Ashtanga, Yoga hype et tonique.

VOUS RÊVEZ DE PRENDRE UN RACCOURCI POUR l’INDE ? 

Il vous suffit de pousser la porte vi­trée d’un rez-de-chaussée discret, rue de la Cerisaie, en plein cœur du Marais, pour vous trouver aux confins du Radjahstan. L’entrée de cette enclave, dédiée à l’ashtanga yoga, évoque celle d’une mosquée, avec le tas de chaussures amoncelées sur le pas-de-porte. Pointure de cette discipline orien­tale, Caroline rassure d’emblée ses élèves aux pieds nus : << Aujour­d’hui, on va y aller doucement. .. C’est la pleine lune!>> Je m’assure que des poils et des dents ne sont pas en train de pousser à l’improviste … Heureusement, aujourd’hui, mes camarades de jeu sont des débutants. Ou plutôt des débutantes (il n’y a que trois garçons sur une classe de quinze), dont la souplesse me fait honte : leurs genoux reposent paisi­blement sur le sol en position du lotus quand les miens frôlent mes oreilles … La leçon s’ouvre, tout comme les poumons, sur des exercices respiratoires : un souffle qui devra nous pousser pendant une heure trente.

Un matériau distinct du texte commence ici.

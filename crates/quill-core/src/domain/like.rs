use serde::{Deserialize, Serialize};

/// Like entity - a user liked a post. At most one per (post, user).
#[derive(Debug, Clone, PartialEq, Eq, Serialize, Deserialize)]
pub struct Like {
    pub id: i32,
    pub post_id: i32,
    pub user_id: String,
}

#[derive(Debug, Clone, PartialEq, Eq)]
pub struct NewLike {
    pub post_id: i32,
    pub user_id: String,
}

La technique, qui consiste à inspirer à l’envers, en creusant le ventre, bouleverse mes habitudes et fait travailler mes abdominaux. Puis tout le monde se met à entonner un << Ooooohh … >> libérateur venu du fond des âges et des entrailles. J’avoue, honteux, qu’une envie irrépressible de rigoler me vient. .. Et elle devient presque in­contrôlable à l’heure de prononcer les mantras, en sanskrit non sous-titré.

 

DU SENS, DE LA SUEUR ET DE L’AME

La suite du programme me fera vite ravaler mes railleries. Car ce yoga est vraiment tonique. Faire une sa­lutation au soleil est bien plus éprouvant que de dire bonjour à un copain. Enchaîner, en six temps et six mouvements, des flexions ­extensions, tout en contrôlant sa respiration et en concentrant son regard sur son nez, puis son nom­bril, fait couler la sueur sur mon front. Après une succession de <<triangles>>, à tenir en écart, les bras tendus comme des pales d’hélicoptères, et le buste étiré vers le plafond, je suis vraiment bon pour le programme essorage … Caroline patrouille dans les rangs, corrige les postures des néophytes, relève un dos, tend une cuisse, tout en nous invitant à nous libérer de notre ego et de nos pensées. Obéissant, j’essaie de ne plus songer à mes quadriceps tétanisés. Le rythme se ralentit enfin. On met les pieds au mur, on pousse un ultime << Oooooohh … >> de soulagement. J’ai bien assez transpiré pour avoir l’air brillant. .. Bon, je ne suivrai pas le conseil de Caroline, qui me recom­mande de me masser avec ma sueur. C’est peut-être bon pour ma peau, mais pas pour ma vie de couple … Mais je reviendrai samedi prochain. Et si l’on me demande: l’ashtanga, c’est vraiment du sport?, je répon­drai << Oooooohhh … gue oui. >>. FABRICE ALLAIS

UNE MÉDITATION EN MOUVEMENT

Avec vingt ans de pratique et dix ans d’enseignement, Caroline Boulinguez est une pionnière, la spécialiste de l’ashtanga en France. Elle nous explique pourquoi ce yoga physique qui a séduit toutes les stars américaines de Madonna à Gwyneth Paltrow possède les atouts pour conquérir l’Hexagone.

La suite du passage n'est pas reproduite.